It was time to get myself to the barbershop. Balding, it turns out, also means that hair growth is remarkably uneven. Strange how all these aspects of aging are not what I imagined even ten years ago, leave alone my imaginations when I was a kid!
"How do you want your haircut?"
The question coming from him was rather funny because, you see, he was way ahead of me in the balding process. I bet he has to spend very little on hair care, even less than the tiny amount I have to shell out.
As he started working on my hair, it was, of course, time for small talk.
"Do you work, or are you retired?" he asked.
This is increasingly the story of my life.

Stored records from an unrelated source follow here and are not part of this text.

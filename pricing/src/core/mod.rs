//! Core pricing logic

pub mod appender;
pub mod calc;
pub mod engine;

pub use appender::RowAppender;
pub use calc::recompute_row;
pub use engine::{AggregationEngine, EngineBuilder};
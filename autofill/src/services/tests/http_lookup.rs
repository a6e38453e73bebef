//! Tests for the HttpContactLookup service

use serde_json::json;
use shared::{CompanyId, ContactRecord};
use wiremock::matchers::{header, method, path};
use wiremock::{Mock, MockServer, ResponseTemplate};

use crate::core::EndpointTemplate;
use crate::error::AutofillError;
use crate::services::HttpContactLookup;
use crate::traits::ContactLookup;

fn lookup_for(server: &MockServer) -> HttpContactLookup {
    let endpoint =
        EndpointTemplate::parse(&format!("{}/companies/ajax-primary/0/", server.uri())).unwrap();
    HttpContactLookup::new(Some(endpoint))
}

fn company(id: &str) -> CompanyId {
    CompanyId::parse(id).unwrap()
}

#[tokio::test]
async fn test_successful_lookup() {
    let server = MockServer::start().await;
    Mock::given(method("GET"))
        .and(path("/companies/ajax-primary/42/"))
        .and(header("X-Requested-With", "XMLHttpRequest"))
        .respond_with(
            ResponseTemplate::new(200)
                .set_body_json(json!({"name": "Acme Inc", "email": "Ops@Acme.example"})),
        )
        .expect(1)
        .mount(&server)
        .await;

    let lookup = lookup_for(&server);
    let record = lookup.primary_contact(&company("42")).await;

    assert_eq!(record, Some(ContactRecord::new("Acme Inc", "Ops@Acme.example")));
}

#[tokio::test]
async fn test_partial_body_is_accepted() {
    let server = MockServer::start().await;
    Mock::given(method("GET"))
        .and(path("/companies/ajax-primary/5/"))
        .respond_with(ResponseTemplate::new(200).set_body_json(json!({"email": "a@b.example"})))
        .mount(&server)
        .await;

    let lookup = lookup_for(&server);
    let record = lookup.primary_contact(&company("5")).await.unwrap();

    assert_eq!(record.name, None);
    assert_eq!(record.email.as_deref(), Some("a@b.example"));
}

#[tokio::test]
async fn test_error_status_yields_none() {
    let server = MockServer::start().await;
    Mock::given(method("GET"))
        .respond_with(ResponseTemplate::new(404))
        .mount(&server)
        .await;

    let lookup = lookup_for(&server);
    assert_eq!(lookup.primary_contact(&company("1")).await, None);
    assert!(matches!(
        lookup.fetch(&company("1")).await,
        Err(AutofillError::HttpStatus { status: 404 })
    ));
}

#[tokio::test]
async fn test_malformed_body_yields_none() {
    let server = MockServer::start().await;
    Mock::given(method("GET"))
        .respond_with(ResponseTemplate::new(200).set_body_string("<html>login</html>"))
        .mount(&server)
        .await;

    let lookup = lookup_for(&server);
    assert_eq!(lookup.primary_contact(&company("1")).await, None);
    assert!(matches!(
        lookup.fetch(&company("1")).await,
        Err(AutofillError::MalformedBody { .. })
    ));
}

#[tokio::test]
async fn test_non_object_body_yields_none() {
    let server = MockServer::start().await;
    Mock::given(method("GET"))
        .respond_with(ResponseTemplate::new(200).set_body_json(json!(["Acme Inc"])))
        .mount(&server)
        .await;

    let lookup = lookup_for(&server);
    assert_eq!(lookup.primary_contact(&company("1")).await, None);
}

#[tokio::test]
async fn test_wrongly_typed_field_yields_none() {
    let server = MockServer::start().await;
    Mock::given(method("GET"))
        .respond_with(ResponseTemplate::new(200).set_body_json(json!({"name": 17})))
        .mount(&server)
        .await;

    let lookup = lookup_for(&server);
    assert_eq!(lookup.primary_contact(&company("1")).await, None);
}

#[tokio::test]
async fn test_server_gone_yields_none() {
    let server = MockServer::start().await;
    let lookup = lookup_for(&server);
    drop(server);

    assert_eq!(lookup.primary_contact(&company("1")).await, None);
}

#[tokio::test]
async fn test_missing_endpoint_yields_none() {
    let lookup = HttpContactLookup::new(None);
    assert_eq!(lookup.primary_contact(&company("1")).await, None);
    assert!(matches!(
        lookup.fetch(&company("1")).await,
        Err(AutofillError::NotConfigured)
    ));
}
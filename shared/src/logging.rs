//! Shared logging utilities for consistent tracing across all components

use chrono::{DateTime, Utc};
use tracing::{error, info};

use crate::types::Component;

/// Filter directives for the workspace crates at the given level
pub fn filter_directives(log_level: Option<&str>) -> String {
    let base_level = log_level.unwrap_or("info");
    format!(
        "draft_form={base_level},pricing={base_level},autofill={base_level},shared={base_level},reqwest=warn,hyper=warn"
    )
}

/// Initialize the tracing subscriber with an optional log level
pub fn init_tracing_with_level(log_level: Option<&str>) {
    use tracing_subscriber::{EnvFilter, fmt};

    let env_filter = filter_directives(log_level);

    // Snapshots go to stdout, so diagnostics go to stderr
    let _ = fmt()
        .with_env_filter(EnvFilter::new(&env_filter))
        .with_writer(std::io::stderr)
        .with_target(false)
        .with_thread_ids(false)
        .with_file(false)
        .with_line_number(false)
        .try_init();
}

/// Initialize tracing at the default level
pub fn init_tracing() {
    init_tracing_with_level(None);
}

/// Get formatted timestamp for consistent logging
pub fn format_timestamp() -> String {
    let now: DateTime<Utc> = Utc::now();
    now.format("%H:%M:%S%.3f").to_string()
}

/// Macro for component-aware info logging
#[macro_export]
macro_rules! form_info {
    ($component:expr, $($arg:tt)*) => {
        tracing::info!(
            component = %$component,
            timestamp = $crate::logging::format_timestamp(),
            $($arg)*
        );
    };
}

/// Macro for component-aware warning logging
#[macro_export]
macro_rules! form_warn {
    ($component:expr, $($arg:tt)*) => {
        tracing::warn!(
            component = %$component,
            timestamp = $crate::logging::format_timestamp(),
            $($arg)*
        );
    };
}

/// Macro for component-aware error logging
#[macro_export]
macro_rules! form_error {
    ($component:expr, $($arg:tt)*) => {
        tracing::error!(
            component = %$component,
            timestamp = $crate::logging::format_timestamp(),
            $($arg)*
        );
    };
}

/// Macro for component-aware debug logging
#[macro_export]
macro_rules! form_debug {
    ($component:expr, $($arg:tt)*) => {
        tracing::debug!(
            component = %$component,
            timestamp = $crate::logging::format_timestamp(),
            $($arg)*
        );
    };
}

/// Contextual logging helper for startup messages
pub fn log_startup(component: Component, details: &str) {
    info!(
        component = %component,
        timestamp = format_timestamp(),
        "🚀 Starting {}",
        details
    );
}

/// Contextual logging helper for shutdown messages
pub fn log_shutdown(component: Component, reason: &str) {
    info!(
        component = %component,
        timestamp = format_timestamp(),
        "🛑 Shutting down: {}",
        reason
    );
}

/// Contextual logging helper for error conditions
pub fn log_error(component: Component, context: &str, error: &dyn std::fmt::Display) {
    error!(
        component = %component,
        timestamp = format_timestamp(),
        error = %error,
        "❌ {} failed: {}",
        context,
        error
    );
}

/// Contextual logging helper for success conditions
pub fn log_success(component: Component, message: &str) {
    info!(
        component = %component,
        timestamp = format_timestamp(),
        "✅ {}",
        message
    );
}
//! Pricing error types

use thiserror::Error;
use shared::{RowIndex, SharedError};

/// Result type for pricing operations
pub type PricingResult<T> = Result<T, PricingError>;

/// Pricing error types
///
/// None of these come from user input: malformed numbers are coerced to zero
/// and a full table is a silent no-op.
#[derive(Error, Debug)]
pub enum PricingError {
    #[error("Grand total display is missing")]
    MissingGrandTotal,

    #[error("Row {index} is not registered")]
    UnknownRow { index: RowIndex },

    #[error("Row index mismatch: expected {expected}, got {actual}")]
    IndexMismatch { expected: RowIndex, actual: RowIndex },

    #[error("Row factory failed: {message}")]
    FactoryError { message: String },

    #[error("Shared component error")]
    SharedError(#[from] SharedError),
}
//! Service tests for pricing
//!
//! This module contains tests for the pricing service implementations.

At a recent neighborhood party, I introduced myself to the daughter of the neighbors who were the hosts, and she, too, asked me whether I was retired or working.
A while ago, a store clerk apologized for not having given me my senior-citizen discount.
I am no George Clooney, but, really? Come on, really? Do I look that old enough to look like I am of retirement age?
The practically all-grey hair on my head and my face leads people to wonder whether I am old enough to be retired.
But, I am not even fifty yet!
I suppose with people coloring their hair--even men--it is mostly only the old and retired, who have nothing to lose or gain, who walk around grey?
On top of the appearance, perhaps I come across as an old fuddy-duddy too. At least I I don't drool and nod off mid-sentence. Not yet!
No wonder a cousin told me, not too long ago, "live a little, Sriram."
Or, like the other time a few years ago when a much older colleague, who is now well into her retirement, told me that she didn't think I was that young because I was so wise! I didn't know if that was a compliment or an insult!
"Hey, don't be misled by my grey hair" I told the barber with a chuckle. "I got my first grey hair when I was 13 or 14."
Other teenagers got pimples and acne as their "welcome to the teens" gift from nature. I got them, especially right on my nose, and grey hair too. I was actually quite proud of my grey hair. After all, how many teenagers get them, right?
"My mother was grey when I was young. So was my grandmother. An uncle. It is genetic" I added.
Driving back home, I wondered why I never felt the urge in all these years to dye my hair, and maintain a clean-shaven face, and present myself as a much younger Sriram. I guess, as Popeye always said, "I am what I am."